- [EXERCISE PROMPT]:
Below are lines of data; restate word for word those running from the line containing "repository 0e158884a38badc9" to the line containing "envelope; a non-zero", inclusive, and no others.
##### INPUT MATERIAL
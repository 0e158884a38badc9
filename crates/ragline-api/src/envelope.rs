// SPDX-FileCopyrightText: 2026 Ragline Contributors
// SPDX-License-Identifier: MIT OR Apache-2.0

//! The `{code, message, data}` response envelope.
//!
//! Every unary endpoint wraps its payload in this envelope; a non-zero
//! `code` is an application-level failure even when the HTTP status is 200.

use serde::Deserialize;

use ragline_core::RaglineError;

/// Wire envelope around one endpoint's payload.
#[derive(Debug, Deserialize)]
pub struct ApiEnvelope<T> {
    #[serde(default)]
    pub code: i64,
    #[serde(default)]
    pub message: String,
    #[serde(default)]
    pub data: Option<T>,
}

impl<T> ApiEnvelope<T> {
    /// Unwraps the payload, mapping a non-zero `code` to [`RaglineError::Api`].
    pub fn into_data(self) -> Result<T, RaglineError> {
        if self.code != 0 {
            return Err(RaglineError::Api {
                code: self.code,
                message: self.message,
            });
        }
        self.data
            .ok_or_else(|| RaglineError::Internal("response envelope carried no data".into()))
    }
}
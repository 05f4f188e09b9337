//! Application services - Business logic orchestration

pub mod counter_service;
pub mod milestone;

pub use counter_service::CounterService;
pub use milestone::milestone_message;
##########
##### INPUT MATERIAL
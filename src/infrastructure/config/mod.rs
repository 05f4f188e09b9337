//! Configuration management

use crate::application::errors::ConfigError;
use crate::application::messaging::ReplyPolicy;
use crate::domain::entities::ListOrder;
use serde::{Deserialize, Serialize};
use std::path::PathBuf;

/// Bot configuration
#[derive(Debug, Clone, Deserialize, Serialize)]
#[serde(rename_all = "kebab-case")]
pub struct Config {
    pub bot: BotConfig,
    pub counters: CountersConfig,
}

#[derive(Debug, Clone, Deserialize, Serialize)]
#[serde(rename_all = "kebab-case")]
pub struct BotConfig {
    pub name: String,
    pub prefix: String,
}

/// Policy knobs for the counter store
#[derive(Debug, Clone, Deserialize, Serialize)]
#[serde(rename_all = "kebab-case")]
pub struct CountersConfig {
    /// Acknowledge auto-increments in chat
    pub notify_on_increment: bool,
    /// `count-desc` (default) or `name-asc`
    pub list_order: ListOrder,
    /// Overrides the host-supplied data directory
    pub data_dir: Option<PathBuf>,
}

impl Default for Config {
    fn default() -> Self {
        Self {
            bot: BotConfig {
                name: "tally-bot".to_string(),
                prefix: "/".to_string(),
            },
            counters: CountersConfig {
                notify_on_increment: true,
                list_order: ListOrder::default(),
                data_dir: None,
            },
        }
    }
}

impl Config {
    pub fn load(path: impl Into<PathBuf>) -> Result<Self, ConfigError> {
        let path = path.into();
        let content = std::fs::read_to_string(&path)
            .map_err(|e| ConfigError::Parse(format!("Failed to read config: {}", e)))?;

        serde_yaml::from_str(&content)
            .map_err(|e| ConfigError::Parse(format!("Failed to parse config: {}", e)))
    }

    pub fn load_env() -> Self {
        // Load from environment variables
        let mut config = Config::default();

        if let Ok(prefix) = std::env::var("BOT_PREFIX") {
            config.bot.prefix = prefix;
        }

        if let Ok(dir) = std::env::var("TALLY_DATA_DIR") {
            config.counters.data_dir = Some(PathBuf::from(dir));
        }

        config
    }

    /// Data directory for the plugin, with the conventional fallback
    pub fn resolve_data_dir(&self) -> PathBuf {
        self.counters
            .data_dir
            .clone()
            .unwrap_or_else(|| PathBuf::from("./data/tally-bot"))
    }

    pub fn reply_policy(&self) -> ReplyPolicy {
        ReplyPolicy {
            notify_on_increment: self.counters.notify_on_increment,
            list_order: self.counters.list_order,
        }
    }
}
##########
##### INPUT MATERIAL
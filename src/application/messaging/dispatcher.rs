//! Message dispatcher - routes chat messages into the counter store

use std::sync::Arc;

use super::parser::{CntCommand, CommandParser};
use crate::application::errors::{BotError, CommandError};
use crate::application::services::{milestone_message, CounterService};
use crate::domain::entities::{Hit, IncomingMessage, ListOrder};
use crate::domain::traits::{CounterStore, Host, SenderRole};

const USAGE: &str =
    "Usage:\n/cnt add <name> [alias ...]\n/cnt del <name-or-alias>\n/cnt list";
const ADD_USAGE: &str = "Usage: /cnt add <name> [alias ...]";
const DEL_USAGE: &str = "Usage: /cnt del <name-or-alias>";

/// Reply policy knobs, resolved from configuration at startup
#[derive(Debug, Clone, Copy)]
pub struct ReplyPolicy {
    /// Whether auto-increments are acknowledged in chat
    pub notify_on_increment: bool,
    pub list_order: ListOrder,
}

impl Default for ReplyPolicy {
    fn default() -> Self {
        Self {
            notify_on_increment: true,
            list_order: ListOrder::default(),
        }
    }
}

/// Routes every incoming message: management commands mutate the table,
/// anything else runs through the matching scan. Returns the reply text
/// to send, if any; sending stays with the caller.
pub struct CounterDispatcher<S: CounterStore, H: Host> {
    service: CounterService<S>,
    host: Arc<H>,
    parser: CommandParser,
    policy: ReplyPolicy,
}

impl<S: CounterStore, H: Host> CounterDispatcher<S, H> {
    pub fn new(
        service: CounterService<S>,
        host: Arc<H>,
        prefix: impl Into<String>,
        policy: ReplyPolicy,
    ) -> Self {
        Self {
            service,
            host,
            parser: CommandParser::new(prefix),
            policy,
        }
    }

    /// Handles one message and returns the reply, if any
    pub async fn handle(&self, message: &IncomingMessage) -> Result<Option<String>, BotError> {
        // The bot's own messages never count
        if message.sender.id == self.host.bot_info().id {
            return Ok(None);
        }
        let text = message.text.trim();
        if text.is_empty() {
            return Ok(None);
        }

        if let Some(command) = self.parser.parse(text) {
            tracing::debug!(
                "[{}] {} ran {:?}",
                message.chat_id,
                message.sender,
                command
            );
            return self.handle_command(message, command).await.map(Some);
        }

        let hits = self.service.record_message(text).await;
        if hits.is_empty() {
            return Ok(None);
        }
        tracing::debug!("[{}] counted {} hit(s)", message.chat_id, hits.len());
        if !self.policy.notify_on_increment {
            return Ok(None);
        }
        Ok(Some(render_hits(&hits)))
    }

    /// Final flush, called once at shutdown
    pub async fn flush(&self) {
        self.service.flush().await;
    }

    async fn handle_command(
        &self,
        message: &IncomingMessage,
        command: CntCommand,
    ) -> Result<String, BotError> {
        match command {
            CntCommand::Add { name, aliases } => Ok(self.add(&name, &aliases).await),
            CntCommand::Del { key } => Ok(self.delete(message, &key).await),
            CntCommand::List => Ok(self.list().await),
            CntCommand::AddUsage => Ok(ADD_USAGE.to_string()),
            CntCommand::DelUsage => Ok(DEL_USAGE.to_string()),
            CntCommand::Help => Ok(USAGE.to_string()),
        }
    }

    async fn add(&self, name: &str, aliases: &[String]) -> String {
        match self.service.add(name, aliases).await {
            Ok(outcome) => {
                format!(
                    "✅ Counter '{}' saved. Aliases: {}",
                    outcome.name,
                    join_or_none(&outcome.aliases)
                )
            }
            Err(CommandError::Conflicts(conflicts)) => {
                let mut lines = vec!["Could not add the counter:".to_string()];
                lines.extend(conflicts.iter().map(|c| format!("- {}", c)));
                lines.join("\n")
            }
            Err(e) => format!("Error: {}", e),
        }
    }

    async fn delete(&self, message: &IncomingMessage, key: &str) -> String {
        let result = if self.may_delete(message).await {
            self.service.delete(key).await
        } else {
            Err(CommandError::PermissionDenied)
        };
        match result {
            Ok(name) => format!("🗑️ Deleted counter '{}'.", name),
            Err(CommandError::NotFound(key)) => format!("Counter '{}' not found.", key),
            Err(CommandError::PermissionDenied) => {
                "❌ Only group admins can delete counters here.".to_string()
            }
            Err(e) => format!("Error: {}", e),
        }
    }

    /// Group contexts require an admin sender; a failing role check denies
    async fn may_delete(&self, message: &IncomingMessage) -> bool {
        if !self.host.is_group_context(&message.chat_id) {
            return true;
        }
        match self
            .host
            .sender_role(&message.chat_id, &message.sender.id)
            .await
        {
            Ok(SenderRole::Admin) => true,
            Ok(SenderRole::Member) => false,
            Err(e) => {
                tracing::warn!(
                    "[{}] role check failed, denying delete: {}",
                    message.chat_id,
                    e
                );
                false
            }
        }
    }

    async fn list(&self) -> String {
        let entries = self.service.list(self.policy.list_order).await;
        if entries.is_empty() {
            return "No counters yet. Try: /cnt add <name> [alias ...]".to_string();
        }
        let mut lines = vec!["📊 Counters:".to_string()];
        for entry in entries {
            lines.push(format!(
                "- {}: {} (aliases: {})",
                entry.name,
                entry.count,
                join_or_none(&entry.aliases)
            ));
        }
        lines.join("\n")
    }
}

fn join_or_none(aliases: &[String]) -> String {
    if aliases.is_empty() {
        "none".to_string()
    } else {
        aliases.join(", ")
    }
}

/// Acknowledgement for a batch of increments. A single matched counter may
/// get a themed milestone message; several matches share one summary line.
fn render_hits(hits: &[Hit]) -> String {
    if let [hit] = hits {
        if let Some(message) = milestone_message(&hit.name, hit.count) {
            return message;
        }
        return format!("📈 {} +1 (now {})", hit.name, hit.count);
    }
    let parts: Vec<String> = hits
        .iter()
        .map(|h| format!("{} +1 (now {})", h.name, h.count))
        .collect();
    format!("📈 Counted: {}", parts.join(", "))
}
##########
- [RESPONSE TO THE EXERCISE]:
repository 0e158884a38badc9
filename crates/ragline-api/src/envelope.rs
// SPDX-FileCopyrightText: 2026 Ragline Contributors
// SPDX-License-Identifier: MIT OR Apache-2.0

//! The `{code, message, data}` response envelope.
//!
//! Every unary endpoint wraps its payload in this envelope; a non-zero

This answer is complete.